Walking down the hall to history class, she decided all was not lost. It was only fourth period. She had another class to regain her composure. Miss Matthews was a new teacher and new to Granger, and even though Patricia had known the other kids since birth, th
is new class presented an opportunity as new classes do. The same faces give way to a new matrix that could tilt the balance of social circles. She knew she might be able to pull it off in that class at least.
Unfortunately, her effort to look elegantly effortless followed suit, falling completely to the wayside when Miss Matthews combined and mispronounced Louis Sassa’s name as “Loose Ass” during roll call. Patricia’s attempt to stifle her chuckle resulted in a most tragic snort that opened a gateway of laughter. It did not matter that the entire class roared—her reaction was among the first registered, which led her to wonder how much of the laughter was directed to Miss Matthews, to red-cheeked Louis, or to her failed attempt at elegance.
Patricia soon lapsed into her old self, or what could more appropriately be described as her true self. Her gig had been short-lived, but for a few periods, she tasted the new persona she idealized. While her desire to transform did not dissolve, it was certainly dulled. Truth be told, she found it too damn exhausting to change her entire way of being, especially living in Granger without a catalyst to return her to reverie. The inspiration elicited from “Pintor” faded into little more than a nostalgic reminder of the summer before junior high.

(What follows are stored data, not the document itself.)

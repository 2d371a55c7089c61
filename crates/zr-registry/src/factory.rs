//! Seam through which new simulation instances are created.

use core::fmt;
use std::path::PathBuf;

/// Opaque handle to a created simulation instance.
#[derive(Debug, Clone, Copy, PartialEq, Eq, Hash)]
pub struct InstanceHandle(pub u64);

impl fmt::Display for InstanceHandle {
    fn fmt(&self, f: &mut fmt::Formatter<'_>) -> fmt::Result {
        write!(f, "instance#{}", self.0)
    }
}

/// Identifiers for the instance to create, borrowed from the declaration
/// of the first zone that references it.
#[derive(Debug, Clone, Copy, PartialEq, Eq)]
pub struct InstanceRequest<'a> {
    pub source_name: &'a str,
    pub weather_file: &'a str,
    pub schema_file: &'a str,
    pub zone_name: &'a str,
    pub archive_path: &'a str,
}

#[derive(thiserror::Error, Debug)]
pub enum FactoryError {
    #[error("Missing input file: {path}")]
    MissingFile { path: PathBuf },

    #[error("Instance rejected: {reason}")]
    Rejected { reason: String },
}

/// Creates the simulation instance backing a building.
///
/// Called at most once per distinct source name, from inside
/// [`crate::InstanceRegistry::register_zone`].
pub trait InstanceFactory {
    fn create_instance(
        &mut self,
        request: &InstanceRequest<'_>,
    ) -> Result<InstanceHandle, FactoryError>;
}

impl<F> InstanceFactory for F
where
    F: FnMut(&InstanceRequest<'_>) -> Result<InstanceHandle, FactoryError>,
{
    fn create_instance(
        &mut self,
        request: &InstanceRequest<'_>,
    ) -> Result<InstanceHandle, FactoryError> {
        self(request)
    }
}

/// Hands out sequential handles without starting anything.
///
/// Used for dry runs: records the source names it was asked to build.
#[derive(Debug, Default)]
pub struct SequentialFactory {
    next: u64,
    created: Vec<String>,
}

impl SequentialFactory {
    pub fn new() -> Self {
        Self::default()
    }

    /// Source names in creation order.
    pub fn created(&self) -> &[String] {
        &self.created
    }
}

impl InstanceFactory for SequentialFactory {
    fn create_instance(
        &mut self,
        request: &InstanceRequest<'_>,
    ) -> Result<InstanceHandle, FactoryError> {
        let handle = InstanceHandle(self.next);
        self.next += 1;
        self.created.push(request.source_name.to_string());
        Ok(handle)
    }
}
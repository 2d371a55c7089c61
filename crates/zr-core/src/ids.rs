use core::fmt;
use core::num::NonZeroU32;

/// Compact identifier for registry records.
///
/// Stores `index + 1` so `Option<Id>` costs nothing extra.
#[derive(Clone, Copy, PartialEq, Eq, Hash, PartialOrd, Ord)]
pub struct Id(NonZeroU32);

impl Id {
    /// Id of the first record in a collection.
    pub const FIRST: Id = Id(NonZeroU32::MIN);

    /// Create an Id from a 0-based index, or `None` for `u32::MAX`,
    /// which has no `index + 1`.
    pub fn from_index(index: u32) -> Option<Self> {
        NonZeroU32::new(index.checked_add(1)?).map(Self)
    }

    /// Create an Id for position `index` of a collection, or `None` if the
    /// position does not fit the id space.
    pub fn try_from_usize(index: usize) -> Option<Self> {
        Self::from_index(u32::try_from(index).ok()?)
    }

    /// Recover the 0-based index.
    pub fn index(self) -> u32 {
        self.0.get() - 1
    }

    pub fn as_usize(self) -> usize {
        self.index() as usize
    }
}

impl fmt::Debug for Id {
    fn fmt(&self, f: &mut fmt::Formatter<'_>) -> fmt::Result {
        write!(f, "Id({})", self.index())
    }
}

impl fmt::Display for Id {
    fn fmt(&self, f: &mut fmt::Formatter<'_>) -> fmt::Result {
        write!(f, "{}", self.index())
    }
}

/// Position of a building instance in the registry.
pub type BuildingId = Id;
/// Position of a zone within its building.
pub type ZoneId = Id;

She was in Miss Matthews’ class on November 22, 1963 when the principal announced that President Kennedy had been assassinated. And while the gasps and screams could be heard from all directions of the school, she would always remember Miss Matthews sitting quietly at her desk, with mousy hair draped evenly around her bowed head like a curtain, while tears dripped steadily to form a small pool on her open history textbook.
JFK’s death consumed the nation, but its impact on Texas carried an additional weight, and selfishly Patricia found it equally horrifying and humiliating. On a cold, dreary day the following February, she awoke to Jeanie’s eyes peeking at her from under the bed as she rose to get ready for school. She had thrown the magazine under the bed over the holidays, feeling overwhelmed with shame for daring to want something new when so many others simply wanted what they once had. Now it was as if Jeanie was taunting her: You still want it. Kicking the magazine back under the bed with her heel, Patricia hopped back into bed and buried herself under the covers.